TBX6 as a transcription factor plays an important role in somitogenesis[11]. Patients with TBX6-associated congenital scoliosis (TACS) are genetically characterized by a null/loss-of-function mutation in trans with the T-C-A haplotype on the other allele [12, 26, 27]. Haploinsufficiency of TBX6 is insufficient to cause congenital scoliosis, and thus a gene dosage model has been proposed [12]. Previous studies have examined a series of frameshift/nonsense/missense variants of TBX6 and demonstrated various severity of function loss due to nonsense mediated mRNA decay, decreased transcription activity, or cellular mislocalization[14, 27]. The present study identified a novel frameshift variant of TBX6, namely the c.989_990dup (p.(G331Pfs*168)) variant, which is thought to produce a disrupted TBX6 protein with the intact T-box domain.

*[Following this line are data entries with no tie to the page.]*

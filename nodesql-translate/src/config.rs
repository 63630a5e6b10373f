//! Translator configuration.
//!
//! Settings live under the `[translator]` section of a TOML file. Every
//! field is optional; absent fields keep their defaults, and callers apply
//! command-line overrides on top.
//!
//! ```toml
//! [translator]
//! dialect = "mysql"
//! expected_type = "string"
//! ```

use crate::dialect::DialectKind;
use crate::types::ValueType;
use serde::{Deserialize, Serialize};
use std::path::{Path, PathBuf};
use tracing::debug;

/// Resolved translator settings.
#[derive(Clone, Copy, Debug, PartialEq, Eq)]
pub struct TranslatorConfig {
    /// SQL dialect to render for
    pub dialect: DialectKind,
    /// Expected type of the top-level expression
    pub expected_type: ValueType,
}

impl Default for TranslatorConfig {
    fn default() -> Self {
        Self {
            dialect: DialectKind::PostgreSql,
            expected_type: ValueType::Node,
        }
    }
}

/// Top-level file structure; unknown sections are ignored.
#[derive(Debug, Default, Deserialize, Serialize)]
pub struct ConfigFile {
    #[serde(default)]
    pub translator: Option<TranslatorFileConfig>,
}

/// The `[translator]` section.
#[derive(Debug, Default, Clone, Deserialize, Serialize)]
pub struct TranslatorFileConfig {
    pub dialect: Option<DialectKind>,
    pub expected_type: Option<ValueType>,
}

/// Errors from config loading.
#[derive(Debug, thiserror::Error)]
pub enum ConfigError {
    #[error("failed to read config file {path}: {source}")]
    Io {
        path: PathBuf,
        source: std::io::Error,
    },
    #[error("failed to parse config: {0}")]
    Parse(#[from] toml::de::Error),
}

impl TranslatorConfig {
    /// Parse a TOML document, starting from the defaults.
    pub fn from_toml_str(content: &str) -> Result<Self, ConfigError> {
        let mut config = Self::default();
        if content.trim().is_empty() {
            return Ok(config);
        }
        let file: ConfigFile = toml::from_str(content)?;
        if let Some(section) = &file.translator {
            config.apply(section);
        }
        Ok(config)
    }

    /// Load a TOML config file.
    pub fn load(path: &Path) -> Result<Self, ConfigError> {
        let content = std::fs::read_to_string(path).map_err(|source| ConfigError::Io {
            path: path.to_path_buf(),
            source,
        })?;
        let config = Self::from_toml_str(&content)?;
        debug!(path = %path.display(), dialect = %config.dialect, "loaded translator config");
        Ok(config)
    }

    /// Overwrite the fields set in `section`.
    pub fn apply(&mut self, section: &TranslatorFileConfig) {
        if let Some(dialect) = section.dialect {
            self.dialect = dialect;
        }
        if let Some(ty) = section.expected_type {
            self.expected_type = ty;
        }
    }
}

#[cfg(test)]
mod tests {
    use super::*;
    use std::io::Write;

    #[test]
    fn test_defaults() {
        let config = TranslatorConfig::from_toml_str("").unwrap();
        assert_eq!(config, TranslatorConfig::default());
        assert_eq!(config.dialect, DialectKind::PostgreSql);
        assert_eq!(config.expected_type, ValueType::Node);
    }

    #[test]
    fn test_translator_section() {
        let toml = r#"
[other]
key = "ignored"

[translator]
dialect = "mysql"
expected_type = "string"
"#;
        let config = TranslatorConfig::from_toml_str(toml).unwrap();
        assert_eq!(config.dialect, DialectKind::MySql);
        assert_eq!(config.expected_type, ValueType::String);
    }

    #[test]
    fn test_partial_section_keeps_defaults() {
        let config = TranslatorConfig::from_toml_str("[translator]\ndialect = \"postgres\"\n").unwrap();
        assert_eq!(config.dialect, DialectKind::PostgreSql);
        assert_eq!(config.expected_type, ValueType::Node);
    }

    #[test]
    fn test_invalid_dialect() {
        let err = TranslatorConfig::from_toml_str("[translator]\ndialect = \"oracle\"\n").unwrap_err();
        assert!(matches!(err, ConfigError::Parse(_)));
    }

    #[test]
    fn test_load_from_file() {
        let mut file = tempfile::NamedTempFile::new().unwrap();
        writeln!(file, "[translator]\ndialect = \"h2\"").unwrap();
        let config = TranslatorConfig::load(file.path()).unwrap();
        assert_eq!(config.dialect, DialectKind::H2);
    }

    #[test]
    fn test_load_missing_file() {
        let err = TranslatorConfig::load(Path::new("/nonexistent/nodesql.toml")).unwrap_err();
        assert!(matches!(err, ConfigError::Io { .. }));
    }
}
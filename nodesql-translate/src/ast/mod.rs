//! Expression tree handed to the translator.

pub mod expr;
pub mod pattern;
pub mod term;

pub use expr::{CompareOp, MathOp, ValueExpr};
pub use pattern::{GraphPattern, TermPattern};
pub use term::{Literal, Value};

It can be inferred that the pathogenicity of the c.989-990dup variant may be attributed to a significantly decreased transcription activity of the encoded protein, similar to the c.935_936insGA (p.D312Efs*187) variant as shown in a previous study [14]. Heterozygosity for the c.989_990dup variant and a hypomorphic T-C-A allele may result in insufficient gene dosage of TBX6, therefore being responsible for the vertebral malformation phenotype in our study.

Our study is not without its limitations. Though our findings provide valuable insights into the genetic features in fetuses presenting vertebral defects, the sample size of the case series was small, and three of the 12 cases declined or were lost to follow-up, leading to incomplete information about pregnancy outcome and interpretation of decision making.